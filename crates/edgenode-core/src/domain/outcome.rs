//! Outcome model: the normalized result reported for every finished task.
//!
//! Architecture-agnostic: nothing here knows about the pool, the sandbox or
//! HTTP. It only defines the shape of what gets stored in the terminal
//! buckets and submitted to the coordinator.

use chrono::{DateTime, Utc};
use serde::{Deserialize, Serialize};
use serde_json::Value;

use crate::error::TaskError;

/// Terminal status as reported to the coordinator.
#[derive(Debug, Clone, Copy, PartialEq, Eq, Hash, Serialize, Deserialize)]
#[serde(rename_all = "snake_case")]
pub enum TaskStatus {
    Completed,
    Failed,
}

impl TaskStatus {
    pub fn as_str(self) -> &'static str {
        match self {
            TaskStatus::Completed => "completed",
            TaskStatus::Failed => "failed",
        }
    }
}

/// Serializable failure description stored in the failed bucket.
#[derive(Debug, Clone, PartialEq, Eq, Serialize, Deserialize)]
pub struct ErrorInfo {
    pub kind: String,
    pub message: String,
}

impl ErrorInfo {
    pub fn new(kind: impl Into<String>, message: impl Into<String>) -> Self {
        Self {
            kind: kind.into(),
            message: message.into(),
        }
    }
}

impl From<&TaskError> for ErrorInfo {
    fn from(err: &TaskError) -> Self {
        let kind = match err {
            TaskError::UnsupportedTaskType(_) => "unsupported_task_type",
            TaskError::Timeout(_) => "timeout",
            TaskError::Handler(_) => "handler_error",
            TaskError::Panicked(_) => "panicked",
            TaskError::ResourceLimitExceeded { .. } => "resource_limit_exceeded",
            TaskError::SessionConflict(_) => "session_conflict",
        };
        Self::new(kind, err.to_string())
    }
}

impl From<TaskError> for ErrorInfo {
    fn from(err: TaskError) -> Self {
        Self::from(&err)
    }
}

/// Resource accounting for one execution.
///
/// `cpu_percent`/`memory_mb` are the last sample; peaks are the maxima seen
/// while the session was running.
#[derive(Debug, Clone, Copy, Default, PartialEq, Serialize, Deserialize)]
pub struct ResourceMetrics {
    pub cpu_percent: f64,
    pub memory_mb: f64,
    pub peak_cpu_percent: f64,
    pub peak_memory_mb: f64,
    pub samples: u32,
    pub estimated_earnings: f64,
}

impl ResourceMetrics {
    pub fn record(&mut self, cpu_percent: f64, memory_mb: f64) {
        self.cpu_percent = cpu_percent;
        self.memory_mb = memory_mb;
        self.peak_cpu_percent = self.peak_cpu_percent.max(cpu_percent);
        self.peak_memory_mb = self.peak_memory_mb.max(memory_mb);
        self.samples += 1;
    }
}

#[derive(Debug, Clone, PartialEq, Serialize, Deserialize)]
pub struct TaskResult {
    pub status: TaskStatus,

    #[serde(default, skip_serializing_if = "Option::is_none")]
    pub output: Option<Value>,

    #[serde(default, skip_serializing_if = "Option::is_none")]
    pub error: Option<ErrorInfo>,

    pub duration_ms: u64,
    pub metrics: ResourceMetrics,
    pub finished_at: DateTime<Utc>,
}

impl TaskResult {
    pub fn completed(
        output: Value,
        duration_ms: u64,
        metrics: ResourceMetrics,
        finished_at: DateTime<Utc>,
    ) -> Self {
        Self {
            status: TaskStatus::Completed,
            output: Some(output),
            error: None,
            duration_ms,
            metrics,
            finished_at,
        }
    }

    pub fn failed(
        error: ErrorInfo,
        duration_ms: u64,
        metrics: ResourceMetrics,
        finished_at: DateTime<Utc>,
    ) -> Self {
        Self {
            status: TaskStatus::Failed,
            output: None,
            error: Some(error),
            duration_ms,
            metrics,
            finished_at,
        }
    }

    pub fn is_completed(&self) -> bool {
        self.status == TaskStatus::Completed
    }
}

#[cfg(test)]
mod tests {
    use std::time::Duration;

    use super::*;
    use crate::domain::TaskType;

    #[test]
    fn error_info_kinds_follow_task_error() {
        let info = ErrorInfo::from(TaskError::Timeout(Duration::from_millis(100)));
        assert_eq!(info.kind, "timeout");
        assert!(info.message.contains("100ms"));

        let info = ErrorInfo::from(TaskError::UnsupportedTaskType(TaskType::new("x")));
        assert_eq!(info.kind, "unsupported_task_type");
    }

    #[test]
    fn metrics_track_peaks() {
        let mut m = ResourceMetrics::default();
        m.record(40.0, 100.0);
        m.record(90.0, 50.0);
        m.record(10.0, 70.0);
        assert_eq!(m.cpu_percent, 10.0);
        assert_eq!(m.peak_cpu_percent, 90.0);
        assert_eq!(m.peak_memory_mb, 100.0);
        assert_eq!(m.samples, 3);
    }

    #[test]
    fn failed_result_omits_output_when_serialized() {
        let r = TaskResult::failed(
            ErrorInfo::new("handler_error", "boom"),
            12,
            ResourceMetrics::default(),
            Utc::now(),
        );
        let v = serde_json::to_value(&r).unwrap();
        assert_eq!(v["status"], "failed");
        assert!(v.get("output").is_none());
        assert_eq!(v["error"]["kind"], "handler_error");
    }
}
#[cfg(test)]
mod tests {
    use serde_json::json;

    use super::*;
    use crate::domain::{Task, TaskId, TaskState};
    use crate::executor::{HandlerRegistry, TaskExecutor};
    use crate::impls::{FixedProbe, InMemoryCoordinator, MemoryEventSink};
    use crate::ports::{NodeRegistration, ResultSubmission, SystemClock};
    use crate::sandbox::ExecutionSandbox;

    /// Hands out tasks like the in-memory coordinator, but holds the
    /// response for `delay` after taking them.
    struct SlowPull {
        inner: Arc<InMemoryCoordinator>,
        delay: Duration,
    }

    #[async_trait::async_trait]
    impl Coordinator for SlowPull {
        async fn register_node(&self, registration: &NodeRegistration) -> Result<(), ClientError> {
            self.inner.register_node(registration).await
        }

        async fn heartbeat(&self, heartbeat: &Heartbeat) -> Result<(), ClientError> {
            self.inner.heartbeat(heartbeat).await
        }

        async fn pull_tasks(&self, request: &PullRequest) -> Result<Vec<Task>, ClientError> {
            let tasks = self.inner.pull_tasks(request).await?;
            tokio::time::sleep(self.delay).await;
            Ok(tasks)
        }

        async fn submit_result(&self, submission: &ResultSubmission) -> Result<(), ClientError> {
            self.inner.submit_result(submission).await
        }
    }

    struct Fixture {
        service: AutomationService,
        queue: Arc<TaskQueue>,
        coordinator: Arc<InMemoryCoordinator>,
        config: SharedConfig,
        sink: Arc<MemoryEventSink>,
    }

    fn fixture(edit: impl FnOnce(&mut EdgeConfig)) -> Fixture {
        fixture_with(edit, None)
    }

    fn fixture_with(edit: impl FnOnce(&mut EdgeConfig), pull_delay: Option<Duration>) -> Fixture {
        let mut cfg = EdgeConfig::default();
        cfg.automation.heartbeat_interval_ms = 20;
        cfg.automation.pull_interval_ms = 20;
        edit(&mut cfg);
        let config = SharedConfig::new(cfg);
        let sink = Arc::new(MemoryEventSink::new());
        let probe = Arc::new(FixedProbe::new(12.5, 300.0));
        let queue = Arc::new(TaskQueue::new(Arc::new(SystemClock), sink.clone()));
        let coordinator = Arc::new(InMemoryCoordinator::new());
        let port: Arc<dyn Coordinator> = match pull_delay {
            Some(delay) => Arc::new(SlowPull {
                inner: coordinator.clone(),
                delay,
            }),
            None => coordinator.clone(),
        };

        // no handlers and no dispatcher: pulled tasks stay waiting
        let sandbox = ExecutionSandbox::new(config.clone(), probe.clone(), sink.clone());
        let executor = TaskExecutor::new(
            Arc::new(HandlerRegistry::new()),
            Arc::new(sandbox),
            Arc::new(SystemClock),
        );
        let pool = Arc::new(WorkerPool::new(
            queue.clone(),
            Arc::new(executor),
            port.clone(),
            NodeId::new("edge-a"),
            config.clone(),
            sink.clone(),
        ));

        let service = AutomationService::new(AutomationDeps {
            coordinator: port,
            queue: queue.clone(),
            pool,
            probe,
            config: config.clone(),
            sink: sink.clone(),
            node_id: NodeId::new("edge-a"),
            capabilities: Capabilities {
                cpu: 4,
                memory: 8.0,
                gpu: false,
                task_types: vec!["compute".into()],
            },
        });

        Fixture {
            service,
            queue,
            coordinator,
            config,
            sink,
        }
    }

    fn tasks(ids: &[&str]) -> Vec<Task> {
        ids.iter()
            .map(|id| Task::new(TaskId::new(*id), "compute", json!({})))
            .collect()
    }

    #[tokio::test]
    async fn both_loops_fire_immediately_and_repeat() {
        let f = fixture(|_| {});
        assert!(f.service.start());
        tokio::time::sleep(Duration::from_millis(100)).await;
        f.service.stop().await;

        assert!(f.coordinator.heartbeats().len() >= 2);
        assert!(f.coordinator.pulls().len() >= 2);
    }

    #[tokio::test]
    async fn first_tick_happens_before_the_interval() {
        let f = fixture(|c| {
            c.automation.heartbeat_interval_ms = 60_000;
            c.automation.pull_interval_ms = 60_000;
        });
        f.service.start();
        tokio::time::sleep(Duration::from_millis(50)).await;
        f.service.stop().await;

        assert_eq!(f.coordinator.heartbeats().len(), 1);
        assert_eq!(f.coordinator.pulls().len(), 1);
    }

    #[tokio::test]
    async fn start_and_stop_are_idempotent() {
        let f = fixture(|_| {});
        assert!(f.service.start());
        assert!(!f.service.start());
        assert!(f.service.is_running());

        f.service.stop().await;
        f.service.stop().await;
        assert!(!f.service.is_running());
        assert_eq!(f.sink.count("service_started"), 1);
        assert_eq!(f.sink.count("service_stopped"), 1);

        let after = f.coordinator.heartbeats().len();
        tokio::time::sleep(Duration::from_millis(60)).await;
        assert_eq!(f.coordinator.heartbeats().len(), after);

        // restartable after a stop
        assert!(f.service.start());
        f.service.stop().await;
    }

    #[tokio::test]
    async fn heartbeat_reports_load_and_sample() {
        let f = fixture(|c| c.pool.max_concurrency = 1);
        f.queue.enqueue(tasks(&["w"]).remove(0)).await.unwrap();
        f.service.heartbeat_once().await.unwrap();

        let hb = f.coordinator.heartbeats().remove(0);
        assert_eq!(hb.status, "online");
        assert_eq!(hb.load.waiting, 1);
        assert_eq!(hb.load.max_concurrency, 1);
        assert_eq!(hb.cpu, 12.5);
        assert_eq!(hb.memory, 300.0);

        f.queue.admit_next().await.unwrap();
        f.service.heartbeat_once().await.unwrap();
        assert_eq!(f.coordinator.heartbeats()[1].status, "busy");
    }

    #[tokio::test]
    async fn pull_enqueues_and_ignores_duplicates() {
        let f = fixture(|c| c.automation.max_tasks_per_pull = 10);
        f.queue.enqueue(tasks(&["b"]).remove(0)).await.unwrap();
        f.coordinator.push_tasks(tasks(&["a", "b", "c"]));

        let outcome = f.service.pull_once().await.unwrap();
        assert_eq!(
            outcome,
            PullOutcome::Pulled {
                received: 3,
                enqueued: 2
            }
        );
        assert_eq!(f.queue.waiting_count().await, 3);
        assert_eq!(f.coordinator.pulls()[0].max_tasks, 10);
    }

    #[tokio::test]
    async fn backlog_guard_skips_pull() {
        let f = fixture(|c| c.automation.max_waiting_before_pull = Some(1));
        f.queue.enqueue(tasks(&["x"]).remove(0)).await.unwrap();
        f.coordinator.push_tasks(tasks(&["y"]));

        let outcome = f.service.pull_once().await.unwrap();
        assert_eq!(outcome, PullOutcome::Skipped { waiting: 1 });
        assert!(f.coordinator.pulls().is_empty());
        assert_eq!(f.sink.count("pull_skipped"), 1);
    }

    #[tokio::test]
    async fn loop_failures_are_reported_and_loops_survive() {
        let f = fixture(|_| {});
        f.coordinator.set_failing(true, true, false);
        f.service.start();
        tokio::time::sleep(Duration::from_millis(80)).await;

        assert!(f.service.is_running());
        assert!(f.sink.count("heartbeat_failed") >= 2);
        assert!(f.sink.count("pull_failed") >= 2);

        f.coordinator.set_failing(false, false, false);
        tokio::time::sleep(Duration::from_millis(60)).await;
        f.service.stop().await;
        assert!(!f.coordinator.heartbeats().is_empty());
    }

    #[tokio::test]
    async fn interval_is_reread_after_every_tick() {
        let f = fixture(|_| {});
        f.service.start();
        tokio::time::sleep(Duration::from_millis(60)).await;
        assert!(f.coordinator.heartbeats().len() >= 2);

        f.config
            .modify(|c| c.automation.heartbeat_interval_ms = 60_000)
            .unwrap();
        // at most one more tick on the old interval
        tokio::time::sleep(Duration::from_millis(40)).await;
        let settled = f.coordinator.heartbeats().len();
        tokio::time::sleep(Duration::from_millis(80)).await;
        assert_eq!(f.coordinator.heartbeats().len(), settled);
        f.service.stop().await;
    }

    #[tokio::test]
    async fn stop_lets_an_in_progress_pull_enqueue_its_tasks() {
        let f = fixture_with(|_| {}, Some(Duration::from_millis(100)));
        f.coordinator.push_tasks(tasks(&["in-flight"]));
        f.service.start();

        // the pull has taken the task and is still waiting on the response
        tokio::time::sleep(Duration::from_millis(30)).await;
        assert_eq!(f.coordinator.pending(), 0);
        f.service.stop().await;

        assert_eq!(
            f.queue.state_of(&TaskId::new("in-flight")).await,
            Some(TaskState::Waiting)
        );
        assert_eq!(f.sink.count("tasks_pulled"), 1);
    }
}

PROBLEM STATEMENT: Copy out, from the material above, each line where the word "Deserialize" is present.

OUTPUT BELOW:
use serde::{Deserialize, Serialize};
#[derive(Debug, Clone, Copy, PartialEq, Eq, Hash, Serialize, Deserialize)]
#[derive(Debug, Clone, PartialEq, Eq, Serialize, Deserialize)]
#[derive(Debug, Clone, Copy, Default, PartialEq, Serialize, Deserialize)]
#[derive(Debug, Clone, PartialEq, Serialize, Deserialize)]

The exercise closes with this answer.